(Stored records)
—————

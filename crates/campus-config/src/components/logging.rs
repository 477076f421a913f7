//! Logging component configuration

use serde::{Deserialize, Serialize};

/// Tracing output settings
#[derive(Debug, Clone, PartialEq, Serialize, Deserialize)]
#[serde(default)]
pub struct LoggingConfig {
    /// Default level for the campus crates (off, error, warn, info, debug, trace)
    pub level: String,
    /// Include the module path in each line
    pub include_target: bool,
    /// Colored output
    pub use_ansi: bool,
}

impl Default for LoggingConfig {
    fn default() -> Self {
        Self {
            level: "warn".to_string(),
            include_target: false,
            use_ansi: true,
        }
    }
}

impl LoggingConfig {
    /// `EnvFilter` directive covering every campus crate at the configured level
    pub fn filter_directive(&self) -> String {
        let level = self.level.trim().to_lowercase();
        ["campus_cli", "campus_core", "campus_sqlite", "campus_config"]
            .iter()
            .map(|target| format!("{}={}", target, level))
            .collect::<Vec<_>>()
            .join(",")
    }
}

—————

DESCRIPTION OF THE TASK:
Starting at the top of the data above, repeat every line exactly until the line containing "#[serde(default)]" has been given, then stop.

YOUR RESPONSE:
filename crates/campus-config/src/components/logging.rs
repository 477076f421a913f7
//! Logging component configuration

use serde::{Deserialize, Serialize};

/// Tracing output settings
#[derive(Debug, Clone, PartialEq, Serialize, Deserialize)]
#[serde(default)]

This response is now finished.